I have noticed at my place of work that there is an attitude that backups are not very important (certainly, development/testing happens before any form of backup strategy is in place).
Because the rest of my team are not system admins/lack system admin knowledge like me, backups/disaster recovery considerations are talked about but don't get implemented. There is an attitude that because nothing has gone wrong (but an overlooked thing is accidental deletion), then we don't need to worry too much about backups.
How do you tackle this culture? I'm sure it must be common?
Thanks
Guilt and plausible disaster scenarios are a good start, but nothing teaches like a real disaster barely averted through heroic efforts. It took us a couple of years to convince the powers that be that our tape libraries needed replacing. It took far too much effort and we didn't get what we needed (we had to settle for SDLT320, couldn't afford LTO), but at least it was better. Each time TPTB get a wild hare about must be fully replicated! Must have a hot-backup site! we duly budget out what it would cost, and every time they decide they can't afford it.
Except the most recent round. For a wonder they decided the middle-tier storage array could get live replication. The top tier is... going to wait for its replacement, if at all. The bottom tier fell off the back of the budget.
It takes constant effort, and is very wearying over the long haul. So far we haven't had an educational disaster yet.

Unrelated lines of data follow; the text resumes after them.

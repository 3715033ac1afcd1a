//! Fluent builder API for sync orchestrators.
//!
//! # Example
//!
//! ```rust,no_run
//! use std::time::Duration;
//! use chainsync_evm::SyncBuilder;
//!
//! let config = SyncBuilder::new()
//!     .start_block(19_000_000)
//!     .batch_window(50)
//!     .timestamp_pacing(Duration::from_millis(250))
//!     .max_retries(5)
//!     .build_config();
//! ```

use std::sync::Arc;
use std::time::Duration;

use chainsync_core::{ChainDataSource, RetryConfig, SyncConfig, SyncError, TransferStore};

use crate::sync_loop::SyncOrchestrator;

/// Fluent builder for [`SyncConfig`] and [`SyncOrchestrator`].
#[derive(Default)]
pub struct SyncBuilder {
    config: SyncConfig,
}

impl SyncBuilder {
    pub fn new() -> Self {
        Self {
            config: SyncConfig::default(),
        }
    }

    /// First block to sync when the contract has no checkpoint yet.
    pub fn start_block(mut self, block: u64) -> Self {
        self.config.start_block = block;
        self
    }

    /// Blocks per historical `eth_getLogs` window.
    pub fn batch_window(mut self, blocks: u64) -> Self {
        self.config.batch_window = blocks;
        self
    }

    pub fn timestamp_chunk_size(mut self, size: usize) -> Self {
        self.config.timestamp_chunk_size = size;
        self
    }

    pub fn timestamp_pacing(mut self, pacing: Duration) -> Self {
        self.config.timestamp_pacing = pacing;
        self
    }

    /// Replace the whole retry configuration.
    pub fn retry(mut self, retry: RetryConfig) -> Self {
        self.config.retry = retry;
        self
    }

    /// Retry budget per range or batch; `0` aborts on the first failure.
    pub fn max_retries(mut self, n: u32) -> Self {
        self.config.retry.max_retries = n;
        self
    }

    pub fn initial_backoff(mut self, delay: Duration) -> Self {
        self.config.retry.initial_backoff = delay;
        self
    }

    /// How often a dead subscription is re-established before giving up.
    pub fn max_resubscribes(mut self, n: u32) -> Self {
        self.config.max_resubscribes = n;
        self
    }

    pub fn build_config(self) -> SyncConfig {
        self.config
    }

    /// Build an orchestrator for `contract`.
    pub fn build<S, St>(
        self,
        source: Arc<S>,
        store: Arc<St>,
        contract: &str,
    ) -> Result<SyncOrchestrator<S, St>, SyncError>
    where
        S: ChainDataSource + ?Sized,
        St: TransferStore + ?Sized,
    {
        if self.config.batch_window == 0 {
            return Err(SyncError::Config("batch window must be at least 1 block".into()));
        }
        SyncOrchestrator::new(source, store, contract, self.config)
    }
}

#[cfg(test)]
mod tests {
    use super::*;

    #[test]
    fn builder_defaults() {
        let config = SyncBuilder::new().build_config();
        assert_eq!(config.start_block, 0);
        assert_eq!(config.batch_window, 10);
        assert_eq!(config.timestamp_chunk_size, 10);
        assert_eq!(config.timestamp_pacing, Duration::from_millis(100));
        assert_eq!(config.max_resubscribes, 0);
    }

    #[test]
    fn builder_custom() {
        let config = SyncBuilder::new()
            .start_block(19_000_000)
            .batch_window(500)
            .max_retries(0)
            .initial_backoff(Duration::from_millis(5))
            .max_resubscribes(3)
            .build_config();
        assert_eq!(config.start_block, 19_000_000);
        assert_eq!(config.batch_window, 500);
        assert_eq!(config.retry.max_retries, 0);
        assert_eq!(config.retry.initial_backoff, Duration::from_millis(5));
        assert_eq!(config.max_resubscribes, 3);
    }
}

More generally it takes education and perseverance. Education as to risk factors and likelihood of same (also known as 'risk management', they're supposed to teach that kind of thing in business schools), as well as mitigations and costs. If you have to go there, drawing up a detailed report of exactly how screwed the company is if a likely disaster case arrives and how much money would be lost by not addressing the problem is a good start. That's doing their job for them, but sometimes you have to in order to get the right thing done.

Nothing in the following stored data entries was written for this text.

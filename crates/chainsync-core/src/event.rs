//! ERC-20 `Transfer` event signature and decoding.
//!
//! ```text
//! event Transfer(address indexed from, address indexed to, uint256 value)
//!
//! topics[0] = keccak256("Transfer(address,address,uint256)")
//! topics[1] = from  (left-padded to 32 bytes)
//! topics[2] = to    (left-padded to 32 bytes)
//! data      = value (32-byte big-endian uint256)
//! ```

use alloy_primitives::{keccak256, Address, B256, U256};

use crate::error::SyncError;
use crate::types::{lower_hex, RawLog, TransferEvent};

/// Canonical signature of the tracked event.
pub const TRANSFER_EVENT_SIGNATURE: &str = "Transfer(address,address,uint256)";

/// `topics[0]` of every `Transfer` log.
pub fn transfer_topic() -> B256 {
    keccak256(TRANSFER_EVENT_SIGNATURE.as_bytes())
}

/// Decode a raw `Transfer` log into a storable [`TransferEvent`].
///
/// `block_timestamp` comes from the timestamp resolver; logs do not carry it.
pub fn decode_transfer(log: &RawLog, block_timestamp: u64) -> Result<TransferEvent, SyncError> {
    let fail = |reason: String| SyncError::Decode {
        tx_hash: lower_hex(log.tx_hash.as_slice()),
        log_index: log.log_index,
        reason,
    };

    if log.topics.len() != 3 {
        return Err(fail(format!("expected 3 topics, got {}", log.topics.len())));
    }
    if log.topics[0] != transfer_topic() {
        return Err(fail(format!("unexpected topic0 {}", log.topics[0])));
    }
    if log.data.len() != 32 {
        return Err(fail(format!("expected 32 data bytes, got {}", log.data.len())));
    }

    let from = topic_address(&log.topics[1]);
    let to = topic_address(&log.topics[2]);
    let amount = U256::from_be_slice(&log.data);

    Ok(TransferEvent {
        tx_hash: lower_hex(log.tx_hash.as_slice()),
        log_index: log.log_index,
        from_address: lower_hex(from.as_slice()),
        to_address: lower_hex(to.as_slice()),
        amount: amount.to_string(),
        block_number: log.block_number,
        block_hash: lower_hex(log.block_hash.as_slice()),
        block_timestamp,
    })
}

/// An indexed address occupies the low 20 bytes of its topic.
fn topic_address(topic: &B256) -> Address {
    Address::from_slice(&topic[12..])
}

Unfortunately, it still won't help if they decide you're just scare mongering and ignore you. At least you now have a paper trail showing you knew about the problem, tried to mitigated it, and was denied, in the event of an actual disaster. Have a near miss? Trot out that report again and see if the rose color has rubbed off their glasses yet.
I've encountered this attitude more than I'd like to see in my professinal consulting career.
About all you can do is attempt to educate the client as to why its important. Hopefully they will listen and decide the right things to do. In the final analysis, it is THEIR decision afterall good or bad.
What happened in one case, was with a startup with everything on one machine including a couple of Oracle databases, no backups and not wanting to send the time and effort in generating such. It was just fascinating just how fast this company changed their minds once their primary system got a hardware glitch (non-disk). I was also amazed by the point that a significant website book author who was partial owner would allow this situation to happen and continue.
This is a discussion that requires business leadership involvement, including risk management if you have it. A good way to start the discussion is by providing an executive summary of the backup services you're providing now and asking for their involvement in determing if the service meets operational and legal requirements.
Prep for the meeting by documenting your backup service..some things to consider:
Be honest with where the service stands now no matter how it might reflect on the professionalism of IT or the inattenion of business leadership to the topic. It's important it gets done right and good business leadership will hopefully recognize this and appreciate the fact your trying to bring a transparent level of management to the process. Furthermore, an honest assesment often times brings just the right amount of reality for executive leadership to realize a.) they need to be engaged, and b.) you pay for the level of service you get.
During the project (it's going to be one), document everything. Document the business needs, document the technical implementation, write a service level agreement and get business leadership sign off upon implementation.
Good luck.
If you want them to change their mind, force them to sign same paper where you inform them that they should backup and that you are not responsible in case of disaster. Usually people don't want to sign up and begin to think. Come back 2-3 days later (if not too late)
Find some data that's important to them but isn't backed up and move it then wait and see what the reaction is.
I've had a few departments whose first hint of "getting it" has been when they've been stood at the end of my desk with a smoking laptop asking if there's any way I can get the data back off it.
There is a point where all you can do is have a policy in place that states what will be backed up, when it will be backed up, and who's responsibility it is to put data in that location, beyond that you have to assume users will take a little responsibility - which some won't, but there's always a hardcore who expect you to literally think for them.